That is sound logic, just looking at Vistana in isolation. But we have had several TUGgers report that Marriott sales reps are telling Vistana owners that enrollment options WILL be offered to legacy Vistana weeks. So, I'm not sure why the Vistana reps should be trusted any more than the MVC reps. In my opinion, they both are probably just spinning the uncertainty as best they can to try to sell what they can. They still have to make a living, so they need to sell. 



> And, recall, the DP system and the value of owned weeks when enrolled, was determined within the DP system.  The bookings in the DP system are all designated points, those do not change.  The value assigned to an enrolled week doesn't change. It is closed.  Any point changes made to particular inventory of a DP resort is a zero sum game absent additional (new) inventory acquired. The Vistana properties do not have equivalent DP points, they have StarOptions.  That is why, IMO, MVW is working on an exchange rate or a conversion rate that will allow DPs to be converted into FlexOptions and vice versa.  An old Vistana property isn't going to be valued based upon DPs, it will be valued based upon FlexOptions.



Correct that the DP system is a zero-sum game, but adding Vistana weeks to the DP would have no effect on the existing MVC resorts or DP allocations. If MVC decided to offer Vistana weeks DC enrollment so they could play in any cross-brand exchange, all they would have to do is assign each Vistana resort/unit size/view etc. a DP point value, just like they did for the legacy MVC weeks many years ago. They do the same thing when they add new resorts like the recently-added San Francisco Pulse - they assign each interval a DP value. 

If they decide *not* to let legacy Vistana weeks play in any cross-brand exchange, then I agree with you that a FlexOptions to DP (and vice versa) exchange ratio would be a possibility, but then to be fair, they would have to also exclude legacy/enrolled MVC weeks and limit the cross-brand exchange to only DP Trust Points, not Enrolled/Elected points.
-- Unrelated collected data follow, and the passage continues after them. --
//! End-to-end flows across the account and recipe endpoints.

use actix_web::cookie::Cookie;
use actix_web::http::StatusCode;
use actix_web::test as actix_test;
use serde_json::{Value, json};

use super::test_utils::{api_app, in_memory_state, session_cookie};
use crate::domain::ports::{RecipeRepository, UserRepository};
use crate::domain::UserId;

const SHED_HAM: &str = "Hang the ham in the shed for a week, then bake it slowly with a \
honey glaze until golden.";

/// Send a request carrying the latest session cookie and refresh the jar
/// from the response.
macro_rules! send {
    ($app:expr, $jar:expr, $request:expr $(,)?) => {{
        let mut request = $request;
        if let Some(cookie) = $jar.clone() {
            request = request.cookie(cookie);
        }
        let res = actix_test::call_service($app, request.to_request()).await;
        if let Some(cookie) = session_cookie(&res) {
            *$jar = Some(cookie);
        }
        res
    }};
}

#[actix_web::test]
async fn chef_ham_signs_up_logs_in_and_cooks() {
    let (state, _) = in_memory_state();
    let app = actix_test::init_service(api_app(state)).await;
    let jar: &mut Option<Cookie<'static>> = &mut None;

    let res = send!(
        &app,
        jar,
        actix_test::TestRequest::post()
            .uri("/signup")
            .set_json(json!({"username": "ChefHam", "password": "Hamtastic1"}))
    );
    assert_eq!(res.status(), StatusCode::CREATED);
    let signed_up: Value = actix_test::read_body_json(res).await;

    let res = send!(
        &app,
        jar,
        actix_test::TestRequest::post()
            .uri("/login")
            .set_json(json!({"username": "ChefHam", "password": "Hamtastic1"}))
    );
    assert_eq!(res.status(), StatusCode::OK);
    let logged_in: Value = actix_test::read_body_json(res).await;
    assert_eq!(logged_in["id"], signed_up["id"]);

    let res = send!(&app, jar, actix_test::TestRequest::get().uri("/recipes"));
    assert_eq!(res.status(), StatusCode::OK);
    let listed: Value = actix_test::read_body_json(res).await;
    assert_eq!(listed, json!([]));

    let res = send!(
        &app,
        jar,
        actix_test::TestRequest::post().uri("/recipes").set_json(json!({
            "title": "Delicious Shed Ham",
            "instructions": SHED_HAM,
            "minutes_to_complete": 60
        }))
    );
    assert_eq!(res.status(), StatusCode::CREATED);
    let created: Value = actix_test::read_body_json(res).await;

    let res = send!(&app, jar, actix_test::TestRequest::get().uri("/recipes"));
    let listed: Value = actix_test::read_body_json(res).await;
    assert_eq!(listed, json!([created]));
}

#[actix_web::test]
async fn logout_locks_the_jar_out_of_recipes() {
    let (state, _) = in_memory_state();
    let app = actix_test::init_service(api_app(state)).await;
    let jar: &mut Option<Cookie<'static>> = &mut None;

    let res = send!(
        &app,
        jar,
        actix_test::TestRequest::post()
            .uri("/signup")
            .set_json(json!({"username": "ChefHam", "password": "Hamtastic1"}))
    );
    assert_eq!(res.status(), StatusCode::CREATED);

    let res = send!(&app, jar, actix_test::TestRequest::delete().uri("/logout"));
    assert_eq!(res.status(), StatusCode::NO_CONTENT);

    let res = send!(&app, jar, actix_test::TestRequest::get().uri("/recipes"));
    assert_eq!(res.status(), StatusCode::UNAUTHORIZED);

    let res = send!(&app, jar, actix_test::TestRequest::delete().uri("/logout"));
    assert_eq!(res.status(), StatusCode::UNAUTHORIZED);
}

#[actix_web::test]
async fn deleting_a_user_removes_their_recipes() {
    let (state, store) = in_memory_state();
    let app = actix_test::init_service(api_app(state)).await;
    let jar: &mut Option<Cookie<'static>> = &mut None;

    let res = send!(
        &app,
        jar,
        actix_test::TestRequest::post()
            .uri("/signup")
            .set_json(json!({"username": "ChefHam", "password": "Hamtastic1"}))
    );
    let user: Value = actix_test::read_body_json(res).await;
    let id = UserId::new(user["id"].as_str().expect("id string")).expect("valid id");

    let res = send!(
        &app,
        jar,
        actix_test::TestRequest::post()
            .uri("/recipes")
            .set_json(json!({"title": "Shed Ham", "instructions": SHED_HAM}))
    );
    assert_eq!(res.status(), StatusCode::CREATED);
    assert_eq!(store.recipe_count().await, 1);

    assert!(UserRepository::delete(store.as_ref(), &id).await.expect("delete"));
    assert_eq!(store.recipe_count().await, 0);
    let remaining = RecipeRepository::list_by_owner(store.as_ref(), &id)
        .await
        .expect("listing succeeds");
    assert!(remaining.is_empty());

    let res = send!(&app, jar, actix_test::TestRequest::get().uri("/check_session"));
    assert_eq!(res.status(), StatusCode::UNAUTHORIZED);
}

#[actix_web::test]
async fn every_response_carries_a_trace_id() {
    let (state, _) = in_memory_state();
    let app = actix_test::init_service(api_app(state)).await;

    let res = actix_test::call_service(
        &app,
        actix_test::TestRequest::get().uri("/recipes").to_request(),
    )
    .await;
    let header = res
        .headers()
        .get("trace-id")
        .and_then(|value| value.to_str().ok())
        .map(str::to_owned)
        .expect("trace-id header");
    let body: Value = actix_test::read_body_json(res).await;
    assert_eq!(body["traceId"], header.as_str());
}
So that scenario would mean DC Trust points could be converted to FlexOptions and FlexOptions to DC Trust points, but the weeks-based inventory from both sides couldn't play in any cross-brand exchange. Maybe if they were convinced that benefit would help them sell a lot more DC Trust points and FlexOptions, that could be the option they pursue, but it would mean a very limited exchange program since I'm pretty sure the bulk of both MVC and VSE are the legacy weeks-based Enrolled DPs and StarOptions. I suspect DC Trust points and FlexOptions represent relatively small portions of the total inventory. 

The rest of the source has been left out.